Could you output all of the records below exactly as they appear?

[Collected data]

--------------------------------------------------

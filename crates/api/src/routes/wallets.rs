//! Wallet and payout endpoints.

use axum::Json;
use axum::extract::{Path, State};
use axum::http::StatusCode;
use common::{Money, PayoutId, SellerId};
use ledger::{PayoutRequest, PayoutStatus, Reconciliation, Wallet, WalletTransaction};
use serde::Deserialize;

use super::parse_id;
use crate::AppState;
use crate::error::ApiError;

#[derive(Deserialize)]
#[serde(rename_all = "camelCase")]
pub struct CreatePayoutRequest {
    pub amount: Money,
    #[serde(default)]
    pub notes: Option<String>,
}

#[derive(Deserialize)]
#[serde(rename_all = "camelCase")]
pub struct UpdatePayoutRequest {
    pub status: String,
    #[serde(default)]
    pub notes: Option<String>,
}

fn seller(raw: &str) -> Result<SellerId, ApiError> {
    parse_id(raw, "seller id", SellerId::parse)
}

/// GET /wallets/{seller_id}
pub async fn get(
    State(state): State<AppState>,
    Path(seller_id): Path<String>,
) -> Result<Json<Wallet>, ApiError> {
    Ok(Json(state.ledger.get_wallet(seller(&seller_id)?).await?))
}

/// GET /wallets/{seller_id}/transactions
pub async fn transactions(
    State(state): State<AppState>,
    Path(seller_id): Path<String>,
) -> Result<Json<Vec<WalletTransaction>>, ApiError> {
    Ok(Json(state.ledger.transactions(seller(&seller_id)?).await?))
}

/// GET /wallets/{seller_id}/payouts
pub async fn payouts(
    State(state): State<AppState>,
    Path(seller_id): Path<String>,
) -> Result<Json<Vec<PayoutRequest>>, ApiError> {
    Ok(Json(state.ledger.payout_requests(seller(&seller_id)?).await?))
}

/// GET /wallets/{seller_id}/reconciliation
pub async fn reconcile(
    State(state): State<AppState>,
    Path(seller_id): Path<String>,
) -> Result<Json<Reconciliation>, ApiError> {
    Ok(Json(state.ledger.reconcile(seller(&seller_id)?).await?))
}

/// POST /wallets/{seller_id}/payouts — request a withdrawal.
#[tracing::instrument(skip(state, request))]
pub async fn create_payout(
    State(state): State<AppState>,
    Path(seller_id): Path<String>,
    Json(request): Json<CreatePayoutRequest>,
) -> Result<(StatusCode, Json<PayoutRequest>), ApiError> {
    let payout = state
        .ledger
        .create_payout_request(seller(&seller_id)?, request.amount, request.notes)
        .await?;
    Ok((StatusCode::CREATED, Json(payout)))
}

/// PATCH /payouts/{id} — approve (`PROCESSED`) or reject a payout.
#[tracing::instrument(skip(state, request))]
pub async fn update_payout(
    State(state): State<AppState>,
    Path(id): Path<String>,
    Json(request): Json<UpdatePayoutRequest>,
) -> Result<Json<PayoutRequest>, ApiError> {
    let id = parse_id(&id, "payout id", PayoutId::parse)?;
    let status: PayoutStatus = request.status.parse().map_err(ApiError::BadRequest)?;
    Ok(Json(
        state
            .ledger
            .update_payout_status(id, status, request.notes)
            .await?,
    ))
}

--------------------------------------------------

◆ **Expected answer**:
filename crates/api/src/routes/wallets.rs
//! Wallet and payout endpoints.

use axum::Json;
use axum::extract::{Path, State};
use axum::http::StatusCode;
use common::{Money, PayoutId, SellerId};
use ledger::{PayoutRequest, PayoutStatus, Reconciliation, Wallet, WalletTransaction};
use serde::Deserialize;

use super::parse_id;
use crate::AppState;
use crate::error::ApiError;

#[derive(Deserialize)]
#[serde(rename_all = "camelCase")]
pub struct CreatePayoutRequest {
    pub amount: Money,
    #[serde(default)]
    pub notes: Option<String>,
}

#[derive(Deserialize)]
#[serde(rename_all = "camelCase")]
pub struct UpdatePayoutRequest {
    pub status: String,
    #[serde(default)]
    pub notes: Option<String>,
}

fn seller(raw: &str) -> Result<SellerId, ApiError> {
    parse_id(raw, "seller id", SellerId::parse)
}

/// GET /wallets/{seller_id}
pub async fn get(
    State(state): State<AppState>,
    Path(seller_id): Path<String>,
) -> Result<Json<Wallet>, ApiError> {
    Ok(Json(state.ledger.get_wallet(seller(&seller_id)?).await?))
}

/// GET /wallets/{seller_id}/transactions
pub async fn transactions(
    State(state): State<AppState>,
    Path(seller_id): Path<String>,
) -> Result<Json<Vec<WalletTransaction>>, ApiError> {
    Ok(Json(state.ledger.transactions(seller(&seller_id)?).await?))
}

/// GET /wallets/{seller_id}/payouts
pub async fn payouts(
    State(state): State<AppState>,
    Path(seller_id): Path<String>,
) -> Result<Json<Vec<PayoutRequest>>, ApiError> {
    Ok(Json(state.ledger.payout_requests(seller(&seller_id)?).await?))
}

/// GET /wallets/{seller_id}/reconciliation
pub async fn reconcile(
    State(state): State<AppState>,
    Path(seller_id): Path<String>,
) -> Result<Json<Reconciliation>, ApiError> {
    Ok(Json(state.ledger.reconcile(seller(&seller_id)?).await?))
}

/// POST /wallets/{seller_id}/payouts — request a withdrawal.
#[tracing::instrument(skip(state, request))]
pub async fn create_payout(
    State(state): State<AppState>,
    Path(seller_id): Path<String>,
    Json(request): Json<CreatePayoutRequest>,
) -> Result<(StatusCode, Json<PayoutRequest>), ApiError> {
    let payout = state
        .ledger
        .create_payout_request(seller(&seller_id)?, request.amount, request.notes)
        .await?;
    Ok((StatusCode::CREATED, Json(payout)))
}

/// PATCH /payouts/{id} — approve (`PROCESSED`) or reject a payout.
#[tracing::instrument(skip(state, request))]
pub async fn update_payout(
    State(state): State<AppState>,
    Path(id): Path<String>,
    Json(request): Json<UpdatePayoutRequest>,
) -> Result<Json<PayoutRequest>, ApiError> {
    let id = parse_id(&id, "payout id", PayoutId::parse)?;
    let status: PayoutStatus = request.status.parse().map_err(ApiError::BadRequest)?;
    Ok(Json(
        state
            .ledger
            .update_payout_status(id, status, request.notes)
            .await?,
    ))
}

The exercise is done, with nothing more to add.